(Data provided)

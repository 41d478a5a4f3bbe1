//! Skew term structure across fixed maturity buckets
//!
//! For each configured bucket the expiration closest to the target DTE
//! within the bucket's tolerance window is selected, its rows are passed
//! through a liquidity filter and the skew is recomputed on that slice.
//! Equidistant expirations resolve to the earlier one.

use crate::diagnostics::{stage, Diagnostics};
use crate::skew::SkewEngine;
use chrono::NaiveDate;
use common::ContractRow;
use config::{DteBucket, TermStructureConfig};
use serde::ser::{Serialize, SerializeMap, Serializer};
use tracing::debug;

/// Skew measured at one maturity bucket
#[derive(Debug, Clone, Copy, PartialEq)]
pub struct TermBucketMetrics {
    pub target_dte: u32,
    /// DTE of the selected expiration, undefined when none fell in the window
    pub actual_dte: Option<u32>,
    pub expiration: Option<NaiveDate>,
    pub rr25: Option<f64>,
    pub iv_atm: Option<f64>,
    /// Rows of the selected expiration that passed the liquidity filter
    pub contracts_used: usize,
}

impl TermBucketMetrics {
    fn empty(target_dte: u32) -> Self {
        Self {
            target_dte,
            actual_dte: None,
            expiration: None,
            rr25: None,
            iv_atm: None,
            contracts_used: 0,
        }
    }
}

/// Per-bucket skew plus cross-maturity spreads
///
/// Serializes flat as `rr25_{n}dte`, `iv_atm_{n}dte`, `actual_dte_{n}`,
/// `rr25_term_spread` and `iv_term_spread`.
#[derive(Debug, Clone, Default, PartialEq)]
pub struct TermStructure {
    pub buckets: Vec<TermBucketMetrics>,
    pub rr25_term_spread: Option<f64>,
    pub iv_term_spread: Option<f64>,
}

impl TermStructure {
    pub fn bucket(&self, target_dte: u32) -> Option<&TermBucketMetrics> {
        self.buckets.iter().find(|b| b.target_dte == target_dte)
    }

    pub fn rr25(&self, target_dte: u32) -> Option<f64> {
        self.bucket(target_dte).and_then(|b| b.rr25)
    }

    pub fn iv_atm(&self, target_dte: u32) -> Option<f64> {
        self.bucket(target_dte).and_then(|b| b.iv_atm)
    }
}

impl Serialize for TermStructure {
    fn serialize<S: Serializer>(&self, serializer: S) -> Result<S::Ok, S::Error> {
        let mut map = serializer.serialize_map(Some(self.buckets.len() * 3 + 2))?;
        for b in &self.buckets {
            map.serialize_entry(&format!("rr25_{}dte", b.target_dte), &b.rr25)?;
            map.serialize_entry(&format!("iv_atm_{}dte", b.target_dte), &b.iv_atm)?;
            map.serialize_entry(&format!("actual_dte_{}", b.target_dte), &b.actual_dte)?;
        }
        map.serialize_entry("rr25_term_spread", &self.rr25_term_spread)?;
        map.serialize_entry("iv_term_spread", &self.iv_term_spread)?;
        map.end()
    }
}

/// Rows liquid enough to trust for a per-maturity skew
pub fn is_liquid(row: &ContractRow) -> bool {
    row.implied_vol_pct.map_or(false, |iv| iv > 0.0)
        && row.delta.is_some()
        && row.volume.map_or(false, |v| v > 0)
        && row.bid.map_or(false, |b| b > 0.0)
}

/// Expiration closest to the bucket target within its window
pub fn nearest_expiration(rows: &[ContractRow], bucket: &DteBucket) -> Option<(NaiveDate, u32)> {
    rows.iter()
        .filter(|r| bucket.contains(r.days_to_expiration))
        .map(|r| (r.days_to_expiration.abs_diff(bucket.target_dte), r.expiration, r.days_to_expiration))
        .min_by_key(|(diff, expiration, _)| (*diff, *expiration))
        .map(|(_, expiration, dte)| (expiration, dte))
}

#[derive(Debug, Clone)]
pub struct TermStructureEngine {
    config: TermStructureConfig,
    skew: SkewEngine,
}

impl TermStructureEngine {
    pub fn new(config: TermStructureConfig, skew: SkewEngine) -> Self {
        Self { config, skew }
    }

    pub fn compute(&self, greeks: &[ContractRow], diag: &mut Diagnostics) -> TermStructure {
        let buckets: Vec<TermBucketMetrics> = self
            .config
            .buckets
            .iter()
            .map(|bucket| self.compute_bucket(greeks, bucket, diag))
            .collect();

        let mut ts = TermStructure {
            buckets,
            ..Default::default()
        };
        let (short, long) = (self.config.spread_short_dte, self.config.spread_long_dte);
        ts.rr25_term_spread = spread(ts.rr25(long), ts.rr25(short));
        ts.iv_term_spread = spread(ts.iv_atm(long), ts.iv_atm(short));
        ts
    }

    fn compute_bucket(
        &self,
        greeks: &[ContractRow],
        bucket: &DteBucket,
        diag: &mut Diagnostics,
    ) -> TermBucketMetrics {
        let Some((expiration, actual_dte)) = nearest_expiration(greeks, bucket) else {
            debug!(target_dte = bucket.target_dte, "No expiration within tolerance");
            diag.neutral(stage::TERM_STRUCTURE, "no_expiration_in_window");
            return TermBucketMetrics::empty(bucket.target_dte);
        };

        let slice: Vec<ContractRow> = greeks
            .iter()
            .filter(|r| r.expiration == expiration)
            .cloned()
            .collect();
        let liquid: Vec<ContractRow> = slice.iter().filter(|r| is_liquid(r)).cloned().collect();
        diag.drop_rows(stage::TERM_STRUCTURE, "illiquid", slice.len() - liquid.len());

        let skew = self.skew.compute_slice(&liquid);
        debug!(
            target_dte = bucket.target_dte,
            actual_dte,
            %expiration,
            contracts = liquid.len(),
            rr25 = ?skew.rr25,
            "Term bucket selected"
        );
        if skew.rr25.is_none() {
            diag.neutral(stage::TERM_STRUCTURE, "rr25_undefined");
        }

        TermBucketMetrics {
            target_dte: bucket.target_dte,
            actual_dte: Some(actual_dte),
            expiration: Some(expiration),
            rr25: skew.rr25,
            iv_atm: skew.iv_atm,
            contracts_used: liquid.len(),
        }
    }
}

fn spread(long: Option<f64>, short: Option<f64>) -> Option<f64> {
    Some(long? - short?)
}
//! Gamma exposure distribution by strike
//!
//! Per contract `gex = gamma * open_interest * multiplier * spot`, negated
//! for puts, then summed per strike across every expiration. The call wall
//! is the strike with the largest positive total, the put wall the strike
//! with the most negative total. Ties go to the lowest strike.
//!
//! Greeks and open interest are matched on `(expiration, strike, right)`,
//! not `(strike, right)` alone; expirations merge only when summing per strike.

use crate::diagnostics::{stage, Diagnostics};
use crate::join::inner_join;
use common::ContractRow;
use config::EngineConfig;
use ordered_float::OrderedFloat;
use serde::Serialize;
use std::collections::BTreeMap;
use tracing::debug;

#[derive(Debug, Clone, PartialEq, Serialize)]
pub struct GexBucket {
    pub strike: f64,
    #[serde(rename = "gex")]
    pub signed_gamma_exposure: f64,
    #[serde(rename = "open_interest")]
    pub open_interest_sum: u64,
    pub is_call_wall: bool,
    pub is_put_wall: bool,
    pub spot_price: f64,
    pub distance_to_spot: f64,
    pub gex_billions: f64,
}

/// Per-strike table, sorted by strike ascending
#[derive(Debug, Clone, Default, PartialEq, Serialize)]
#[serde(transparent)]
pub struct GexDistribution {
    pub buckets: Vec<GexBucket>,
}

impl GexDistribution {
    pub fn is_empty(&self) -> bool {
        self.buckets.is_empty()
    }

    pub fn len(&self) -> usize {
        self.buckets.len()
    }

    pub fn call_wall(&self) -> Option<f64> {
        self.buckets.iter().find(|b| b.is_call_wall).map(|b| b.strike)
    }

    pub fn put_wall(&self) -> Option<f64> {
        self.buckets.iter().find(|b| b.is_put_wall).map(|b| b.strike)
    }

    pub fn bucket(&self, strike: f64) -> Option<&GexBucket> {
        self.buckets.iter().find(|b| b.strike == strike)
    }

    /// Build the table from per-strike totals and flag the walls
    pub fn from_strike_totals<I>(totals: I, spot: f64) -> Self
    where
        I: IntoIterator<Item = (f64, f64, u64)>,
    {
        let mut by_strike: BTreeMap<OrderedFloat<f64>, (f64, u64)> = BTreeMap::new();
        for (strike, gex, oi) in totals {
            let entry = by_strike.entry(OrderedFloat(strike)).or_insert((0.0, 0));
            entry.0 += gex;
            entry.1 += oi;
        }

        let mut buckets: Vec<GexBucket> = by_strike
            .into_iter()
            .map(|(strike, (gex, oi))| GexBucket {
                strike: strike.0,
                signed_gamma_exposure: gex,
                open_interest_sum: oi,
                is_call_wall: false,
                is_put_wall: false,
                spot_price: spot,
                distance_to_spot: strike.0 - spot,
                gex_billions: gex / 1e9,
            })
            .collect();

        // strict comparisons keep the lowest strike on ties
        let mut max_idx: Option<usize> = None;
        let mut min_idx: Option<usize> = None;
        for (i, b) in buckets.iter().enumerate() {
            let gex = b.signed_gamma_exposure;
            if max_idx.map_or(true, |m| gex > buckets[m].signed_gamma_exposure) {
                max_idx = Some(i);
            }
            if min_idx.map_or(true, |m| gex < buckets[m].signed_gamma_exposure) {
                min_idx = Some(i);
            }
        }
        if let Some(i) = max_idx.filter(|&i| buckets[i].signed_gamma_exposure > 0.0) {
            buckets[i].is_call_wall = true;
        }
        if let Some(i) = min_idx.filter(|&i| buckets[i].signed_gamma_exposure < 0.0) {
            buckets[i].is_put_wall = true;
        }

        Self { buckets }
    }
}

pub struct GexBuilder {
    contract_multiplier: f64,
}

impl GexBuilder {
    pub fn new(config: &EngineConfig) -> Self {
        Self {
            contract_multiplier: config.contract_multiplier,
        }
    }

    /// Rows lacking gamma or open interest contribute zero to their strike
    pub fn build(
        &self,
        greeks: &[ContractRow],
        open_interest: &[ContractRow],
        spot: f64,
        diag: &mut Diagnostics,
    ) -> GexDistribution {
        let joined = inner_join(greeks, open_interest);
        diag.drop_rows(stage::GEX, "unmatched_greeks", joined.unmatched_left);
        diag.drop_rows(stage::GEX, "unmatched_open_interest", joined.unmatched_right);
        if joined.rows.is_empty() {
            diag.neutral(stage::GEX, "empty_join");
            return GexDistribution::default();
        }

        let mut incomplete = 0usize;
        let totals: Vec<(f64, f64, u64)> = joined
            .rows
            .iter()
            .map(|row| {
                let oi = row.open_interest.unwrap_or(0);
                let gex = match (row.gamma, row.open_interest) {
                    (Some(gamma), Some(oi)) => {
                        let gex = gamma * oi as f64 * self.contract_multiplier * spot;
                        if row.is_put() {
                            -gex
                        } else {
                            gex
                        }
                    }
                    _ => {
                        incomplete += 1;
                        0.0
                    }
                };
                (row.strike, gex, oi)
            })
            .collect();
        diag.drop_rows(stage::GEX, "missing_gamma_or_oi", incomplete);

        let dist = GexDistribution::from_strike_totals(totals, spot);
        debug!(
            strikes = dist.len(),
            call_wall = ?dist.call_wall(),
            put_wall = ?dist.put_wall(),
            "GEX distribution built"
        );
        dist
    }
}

(End Data provided)
(Data provided)

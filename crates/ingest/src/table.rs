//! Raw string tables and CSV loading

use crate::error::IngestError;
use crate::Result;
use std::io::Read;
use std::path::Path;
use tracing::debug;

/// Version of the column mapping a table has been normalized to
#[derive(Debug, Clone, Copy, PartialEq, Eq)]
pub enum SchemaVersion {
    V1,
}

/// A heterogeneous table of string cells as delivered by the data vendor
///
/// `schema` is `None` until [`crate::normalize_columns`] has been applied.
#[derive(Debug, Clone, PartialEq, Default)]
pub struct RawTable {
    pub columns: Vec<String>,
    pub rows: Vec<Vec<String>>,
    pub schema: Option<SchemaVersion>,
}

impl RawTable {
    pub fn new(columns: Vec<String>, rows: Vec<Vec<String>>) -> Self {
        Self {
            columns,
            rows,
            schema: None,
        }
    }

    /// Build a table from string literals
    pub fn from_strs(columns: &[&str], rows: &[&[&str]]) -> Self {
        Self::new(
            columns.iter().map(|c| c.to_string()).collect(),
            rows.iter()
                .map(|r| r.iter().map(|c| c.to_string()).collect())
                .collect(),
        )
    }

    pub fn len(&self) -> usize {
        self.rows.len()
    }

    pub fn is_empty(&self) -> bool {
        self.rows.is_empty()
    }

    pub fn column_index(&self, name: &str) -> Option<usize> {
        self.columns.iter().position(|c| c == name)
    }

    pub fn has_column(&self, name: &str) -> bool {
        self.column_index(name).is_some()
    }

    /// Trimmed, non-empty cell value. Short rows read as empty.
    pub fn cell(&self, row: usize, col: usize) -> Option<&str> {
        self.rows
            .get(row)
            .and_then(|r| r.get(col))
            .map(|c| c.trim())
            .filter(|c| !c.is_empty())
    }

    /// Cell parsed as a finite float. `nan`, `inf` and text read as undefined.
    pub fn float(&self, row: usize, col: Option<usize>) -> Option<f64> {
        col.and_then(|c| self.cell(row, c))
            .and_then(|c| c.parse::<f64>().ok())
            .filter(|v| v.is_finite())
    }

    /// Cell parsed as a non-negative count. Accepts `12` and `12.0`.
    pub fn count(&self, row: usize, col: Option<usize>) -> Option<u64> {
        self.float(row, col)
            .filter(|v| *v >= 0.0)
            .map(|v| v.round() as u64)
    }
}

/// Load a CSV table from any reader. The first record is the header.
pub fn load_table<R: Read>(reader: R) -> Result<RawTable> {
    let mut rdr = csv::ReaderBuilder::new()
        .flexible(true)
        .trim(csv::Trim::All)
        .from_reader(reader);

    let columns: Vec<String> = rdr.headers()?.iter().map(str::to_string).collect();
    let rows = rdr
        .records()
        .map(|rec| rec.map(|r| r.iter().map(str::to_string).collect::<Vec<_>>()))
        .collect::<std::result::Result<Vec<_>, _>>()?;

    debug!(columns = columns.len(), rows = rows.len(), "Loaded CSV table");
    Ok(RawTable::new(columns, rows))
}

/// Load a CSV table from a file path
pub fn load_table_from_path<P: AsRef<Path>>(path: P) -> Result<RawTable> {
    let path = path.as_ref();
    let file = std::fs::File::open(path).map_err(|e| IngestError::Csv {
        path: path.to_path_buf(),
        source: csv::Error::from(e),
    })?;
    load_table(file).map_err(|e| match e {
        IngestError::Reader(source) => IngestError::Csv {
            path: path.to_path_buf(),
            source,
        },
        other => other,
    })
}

(End Data provided)

→ **Work to be completed**: Extract all lines from the data in which "DteBucket" is found.

→ **Exercise result**:
use config::{DteBucket, TermStructureConfig};
pub fn nearest_expiration(rows: &[ContractRow], bucket: &DteBucket) -> Option<(NaiveDate, u32)> {
        bucket: &DteBucket,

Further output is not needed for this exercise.